Work order:
Reproduce exactly the lines below from the one containing "let (_, left)" through the one containing "let params = LayoutParams::new(10.0).align(TextAlign::Center);", including both, and nothing else.

[Saved data entries]
>>>>>

//! Integration tests for text rendering.
//!
//! Fixtures are the DejaVu Sans and DejaVu Sans Mono faces under `tests/fonts`.

use horizon_imagetext::image::{DynamicImage, Rgba, RgbaImage};
use horizon_imagetext::text::{
    EmojiOptions, EmojiRegistry, EmojiSource, EntryKind, Font, FontFace, LayoutParams, Shaper,
    break_lines, layout_lines,
};
use horizon_imagetext::{
    Canvas, Color, DrawSession, ErrorKind, Paint, Point, TextAlign, TextError, TextStyle,
    WrapStyle, draw_text, draw_text_anchored, draw_text_multiline, draw_text_wrapped, text_size,
    text_wrap,
};

const SANS: &[u8] = include_bytes!("fonts/DejaVuSans.ttf");
const MONO: &[u8] = include_bytes!("fonts/DejaVuSansMono.ttf");

fn init_logging() {
    let _ = tracing_subscriber::fmt()
        .with_max_level(tracing::Level::TRACE)
        .with_test_writer()
        .try_init();
}

fn sans() -> Font {
    Font::new(FontFace::from_data(SANS.to_vec(), 0).expect("valid font"))
}

fn mono() -> Font {
    Font::new(FontFace::from_data(MONO.to_vec(), 0).expect("valid font"))
}

/// A registry with a solid red 16x16 image for U+1F604.
fn smile_registry() -> EmojiRegistry {
    let mut registry = EmojiRegistry::new();
    registry.insert(
        EmojiSource::Twitter,
        "\u{1F604}",
        RgbaImage::from_pixel(16, 16, Rgba([255, 0, 0, 255])),
    );
    registry
}

fn opaque_mask(canvas: &Canvas) -> Vec<bool> {
    canvas.to_bytes().chunks(4).map(|px| px[3] > 0).collect()
}

// ============================================================================
// Emoji
// ============================================================================

#[test]
fn test_shortcode_shapes_to_one_emoji() {
    init_logging();
    let font = sans();
    let registry = smile_registry();
    let run = Shaper::new(&font, 20.0)
        .with_emojis(&registry, EmojiOptions::default())
        .shape("Hi :smile:")
        .unwrap();

    assert_eq!(run.len(), 4);
    assert_eq!(run.emoji_count(), 1);
    let emoji = &run.entries()[3];
    assert_eq!(emoji.cluster, 3..10);
    assert_eq!(emoji.advance, 20.0);
}

#[test]
fn test_unknown_shortcode_is_drawn_as_text() {
    let font = sans();
    let registry = smile_registry();
    let text = "Hi :nope_not_real:";
    let run = Shaper::new(&font, 20.0)
        .with_emojis(&registry, EmojiOptions::default())
        .shape(text)
        .unwrap();

    assert_eq!(run.emoji_count(), 0);
    assert_eq!(run.len(), text.chars().count());
}

#[test]
fn test_shortcodes_can_be_disabled() {
    let font = sans();
    let registry = smile_registry();
    let run = Shaper::new(&font, 20.0)
        .with_emojis(&registry, EmojiOptions::default().parse_shortcodes(false))
        .shape(":smile: \u{1F604}")
        .unwrap();

    assert_eq!(run.emoji_count(), 1);
    assert!(run.entries().last().unwrap().is_emoji());
}

#[test]
fn test_emoji_image_is_composited() {
    init_logging();
    let font = sans();
    let registry = smile_registry();
    let style = TextStyle::new(&font, 20.0).emojis(&registry);

    let mut canvas = Canvas::new(60, 40, Color::TRANSPARENT).unwrap();
    let bounds = draw_text(&mut canvas, "\u{1F604}", 10.0, 10.0, &style).unwrap();
    assert_eq!(bounds.width(), 20.0);

    let center = canvas.pixel(20, 20).unwrap();
    assert_eq!(center.a, 255);
    assert!(center.r > 250);
    assert!(center.g < 5 && center.b < 5);
    assert_eq!(canvas.pixel(45, 20).unwrap().a, 0);
}

#[test]
fn test_emoji_shift_moves_the_image() {
    let font = sans();
    let registry = smile_registry();
    let style = TextStyle::new(&font, 20.0)
        .emojis(&registry)
        .emoji_options(EmojiOptions::default().shift(20, 0));

    let mut canvas = Canvas::new(60, 40, Color::TRANSPARENT).unwrap();
    draw_text(&mut canvas, "\u{1F604}", 0.0, 0.0, &style).unwrap();
    assert_eq!(canvas.pixel(10, 10).unwrap().a, 0);
    assert_eq!(canvas.pixel(30, 10).unwrap().a, 255);
}

// ============================================================================
// Fonts
// ============================================================================

#[test]
fn test_fallback_face_supplies_missing_glyphs() {
    let font = Font::with_fallbacks(
        FontFace::from_data(MONO.to_vec(), 0).unwrap(),
        [FontFace::from_data(SANS.to_vec(), 0).unwrap()],
    );
    let run = Shaper::new(&font, 16.0).shape("A\u{01C4}\u{E000}").unwrap();

    let faces: Vec<(usize, bool)> = run
        .entries()
        .iter()
        .map(|entry| match entry.kind {
            EntryKind::Glyph { face, found, .. } => (face, found),
            _ => panic!("expected glyphs"),
        })
        .collect();
    assert_eq!(faces, vec![(0, true), (1, true), (0, false)]);
}

#[test]
fn test_invalid_font_data_is_a_resource_error() {
    let err = FontFace::from_data(vec![0; 64], 0).unwrap_err();
    assert_eq!(err.kind(), ErrorKind::Resource);
}

// ============================================================================
// Painting
// ============================================================================

#[test]
fn test_stroke_is_superset_of_fill() {
    let font = sans();
    let render = |style: &TextStyle<'_>| {
        let mut canvas = Canvas::new(160, 50, Color::TRANSPARENT).unwrap();
        draw_text(&mut canvas, "Stroke", 5.0, 5.0, style).unwrap();
        opaque_mask(&canvas)
    };

    let fill = render(&TextStyle::new(&font, 32.0));
    let stroked = render(&TextStyle::new(&font, 32.0).stroke(2.0, Color::WHITE));
    assert!(fill.iter().zip(&stroked).all(|(&f, &s)| !f || s));
    assert!(stroked.iter().filter(|&&s| s).count() > fill.iter().filter(|&&f| f).count());
}

#[test]
fn test_gradient_fill_varies_across_text() {
    let font = sans();
    let paint = Paint::gradient(
        Point::new(0.0, 0.0),
        Point::new(200.0, 0.0),
        &[Color::RED, Color::BLUE],
    );
    let style = TextStyle::new(&font, 40.0).fill(paint);
    let mut canvas = Canvas::new(200, 50, Color::TRANSPARENT).unwrap();
    draw_text(&mut canvas, "IIIIIIIIIIIIIII", 0.0, 0.0, &style).unwrap();

    let solid: Vec<(u32, Color)> = (0..canvas.width())
        .filter_map(|x| canvas.pixel(x, 25).map(|c| (x, c)))
        .filter(|(_, c)| c.a == 255)
        .collect();
    let (_, left) = solid.first().copied().unwrap();
    let (_, right) = solid.last().copied().unwrap();
    assert!(left.r > left.b);
    assert!(right.b > right.r);
}

#[test]
fn test_drawing_outside_the_canvas_is_clipped() {
    let font = sans();
    let style = TextStyle::new(&font, 24.0);
    let mut canvas = Canvas::new(40, 40, Color::TRANSPARENT).unwrap();

    draw_text(&mut canvas, "far away", 500.0, 500.0, &style).unwrap();
    draw_text(&mut canvas, "far away", -500.0, -500.0, &style).unwrap();
    assert_eq!(canvas.count_opaque(), 0);

    draw_text(&mut canvas, "WW", -10.0, -10.0, &style).unwrap();
    assert!(canvas.count_opaque() > 0);
}

// ============================================================================
// Layout
// ============================================================================

#[test]
fn test_anchor_centers_the_block() {
    let font = sans();
    let style = TextStyle::new(&font, 20.0);
    let mut canvas = Canvas::new(200, 100, Color::WHITE).unwrap();

    let bounds = draw_text_anchored(&mut canvas, "centered", 100.0, 50.0, (0.5, 0.5), &style).unwrap();
    let center = bounds.center();
    assert!((center.x - 100.0).abs() < 1e-3);
    assert!((center.y - 50.0).abs() < 1e-3);

    let bounds = draw_text_multiline(&mut canvas, "a\nb\nc", 100.0, 90.0, (1.0, 1.0), &style).unwrap();
    assert!((bounds.right() - 100.0).abs() < 1e-3);
    assert!((bounds.bottom() - 90.0).abs() < 1e-3);
}

#[test]
fn test_center_alignment_centers_each_line() {
    let font = mono();
    let run = Shaper::new(&font, 10.0).shape("ab\nabcdef").unwrap();
    let lines = break_lines(&run, None, WrapStyle::Word);
    let params = LayoutParams::new(10.0).align(TextAlign::Center);
    let block = layout_lines(&lines, &font, &params);

    let short = &block.lines[0];
    let long = &block.lines[1];
    assert_eq!(long.origin.x, 0.0);
    let short_center = short.origin.x + short.line.width() / 2.0;
    assert!((short_center - block.width() / 2.0).abs() < 1e-3);
    assert!(short.baseline > short.origin.y);
    assert!(short.baseline < long.origin.y);
}

#[test]
fn test_text_size_matches_drawn_bounds() {
    let font = sans();
    let style = TextStyle::new(&font, 18.0);
    let mut canvas = Canvas::new(300, 40, Color::WHITE).unwrap();
    let bounds = draw_text(&mut canvas, "Measure me", 0.0, 0.0, &style).unwrap();
    let (w, h) = text_size("Measure me", &style).unwrap();
    assert_eq!(w, bounds.width().ceil() as u32);
    assert_eq!(h, bounds.height().ceil() as u32);
}

// ============================================================================
// Wrapping
// ============================================================================

#[test]
fn test_wrapped_lines_fit_and_rewrap_to_themselves() {
    let font = mono();
    let text = "Sphinx of black quartz, judge my vow. The five boxing wizards jump quickly.";
    for wrap_style in [WrapStyle::Word, WrapStyle::Character] {
        let style = TextStyle::new(&font, 12.0).wrap_style(wrap_style);
        let width = 120.0;
        let lines = text_wrap(text, width, &style).unwrap();
        assert!(lines.len() > 1);

        for line in &lines {
            let (w, _) = text_size(line, &style).unwrap();
            assert!(w as f32 <= width + 1.0, "{line:?} is {w}px wide");
            assert_eq!(text_wrap(line, width, &style).unwrap(), vec![line.clone()]);
        }
    }
}

#[test]
fn test_word_wrap_keeps_overlong_words_whole() {
    let font = mono();
    let style = TextStyle::new(&font, 12.0);
    let lines = text_wrap("a incomprehensibilities b", 30.0, &style).unwrap();
    assert_eq!(lines, vec!["a", "incomprehensibilities", "b"]);

    let style = style.wrap_style(WrapStyle::Character);
    let lines = text_wrap("incomprehensibilities", 30.0, &style).unwrap();
    assert!(lines.len() > 1);
    assert_eq!(lines.concat(), "incomprehensibilities");
}

#[test]
fn test_wrapped_draw_reports_line_count() {
    let font = mono();
    let style = TextStyle::new(&font, 10.0).line_spacing(1.2);
    let mut canvas = Canvas::new(100, 100, Color::WHITE).unwrap();
    let lines = text_wrap("one two three four", 40.0, &style).unwrap();
    let bounds =
        draw_text_wrapped(&mut canvas, "one two three four", 0.0, 0.0, (0.0, 0.0), 40.0, &style).unwrap();
    assert!((bounds.height() - 12.0 * lines.len() as f32).abs() < 1e-3);
}

// ============================================================================
// Sessions
// ============================================================================

#[test]
fn test_session_writes_back_on_close() {
    init_logging();
    let font = sans();
    let mut image = DynamicImage::new_rgba8(80, 40);

    let mut session = DrawSession::open(&mut image).unwrap();
    session
        .draw_text("Hi", 4.0, 4.0, &TextStyle::new(&font, 24.0).fill(Color::GREEN))
        .unwrap();
    session.close();

    let rgba = image.as_rgba8().unwrap();
    assert!(rgba.pixels().any(|p| p.0[3] > 0));
}

#[test]
fn test_session_keeps_pixels_it_does_not_draw_on() {
    let font = sans();
    for background in [Rgba([1, 2, 3, 255]), Rgba([200, 100, 50, 3]), Rgba([10, 250, 130, 40])] {
        let mut image = DynamicImage::ImageRgba8(RgbaImage::from_pixel(40, 40, background));
        {
            let mut session = DrawSession::open(&mut image).unwrap();
            session.draw_text("x", 100.0, 100.0, &TextStyle::new(&font, 12.0)).unwrap();
        }
        let rgba = image.as_rgba8().unwrap();
        assert!(rgba.pixels().all(|p| *p == background), "{background:?}");
    }
}

#[test]
fn test_session_drawing_leaves_translucent_surroundings_alone() {
    let font = sans();
    let background = Rgba([200, 100, 50, 3]);
    let mut image = DynamicImage::ImageRgba8(RgbaImage::from_pixel(60, 40, background));

    let mut session = DrawSession::open(&mut image).unwrap();
    session.draw_text("Hi", 2.0, 2.0, &TextStyle::new(&font, 24.0)).unwrap();
    session.close();

    let rgba = image.as_rgba8().unwrap();
    let changed = rgba.pixels().filter(|p| **p != background).count();
    assert!(changed > 0);
    assert_eq!(rgba.get_pixel(59, 39), &background);
    assert_eq!(rgba.get_pixel(0, 39), &background);
}

#[test]
fn test_session_rejects_non_rgba_images() {
    let mut image = DynamicImage::new_rgb8(10, 10);
    let err = DrawSession::open(&mut image).unwrap_err();
    assert!(matches!(err, TextError::UnsupportedPixelFormat(_)));
    assert!(err.is_configuration());
}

<<<<<

Answer box:
    let (_, left) = solid.first().copied().unwrap();
    let (_, right) = solid.last().copied().unwrap();
    assert!(left.r > left.b);
    assert!(right.b > right.r);
}

#[test]
fn test_drawing_outside_the_canvas_is_clipped() {
    let font = sans();
    let style = TextStyle::new(&font, 24.0);
    let mut canvas = Canvas::new(40, 40, Color::TRANSPARENT).unwrap();

    draw_text(&mut canvas, "far away", 500.0, 500.0, &style).unwrap();
    draw_text(&mut canvas, "far away", -500.0, -500.0, &style).unwrap();
    assert_eq!(canvas.count_opaque(), 0);

    draw_text(&mut canvas, "WW", -10.0, -10.0, &style).unwrap();
    assert!(canvas.count_opaque() > 0);
}

// ============================================================================
// Layout
// ============================================================================

#[test]
fn test_anchor_centers_the_block() {
    let font = sans();
    let style = TextStyle::new(&font, 20.0);
    let mut canvas = Canvas::new(200, 100, Color::WHITE).unwrap();

    let bounds = draw_text_anchored(&mut canvas, "centered", 100.0, 50.0, (0.5, 0.5), &style).unwrap();
    let center = bounds.center();
    assert!((center.x - 100.0).abs() < 1e-3);
    assert!((center.y - 50.0).abs() < 1e-3);

    let bounds = draw_text_multiline(&mut canvas, "a\nb\nc", 100.0, 90.0, (1.0, 1.0), &style).unwrap();
    assert!((bounds.right() - 100.0).abs() < 1e-3);
    assert!((bounds.bottom() - 90.0).abs() < 1e-3);
}

#[test]
fn test_center_alignment_centers_each_line() {
    let font = mono();
    let run = Shaper::new(&font, 10.0).shape("ab\nabcdef").unwrap();
    let lines = break_lines(&run, None, WrapStyle::Word);
    let params = LayoutParams::new(10.0).align(TextAlign::Center);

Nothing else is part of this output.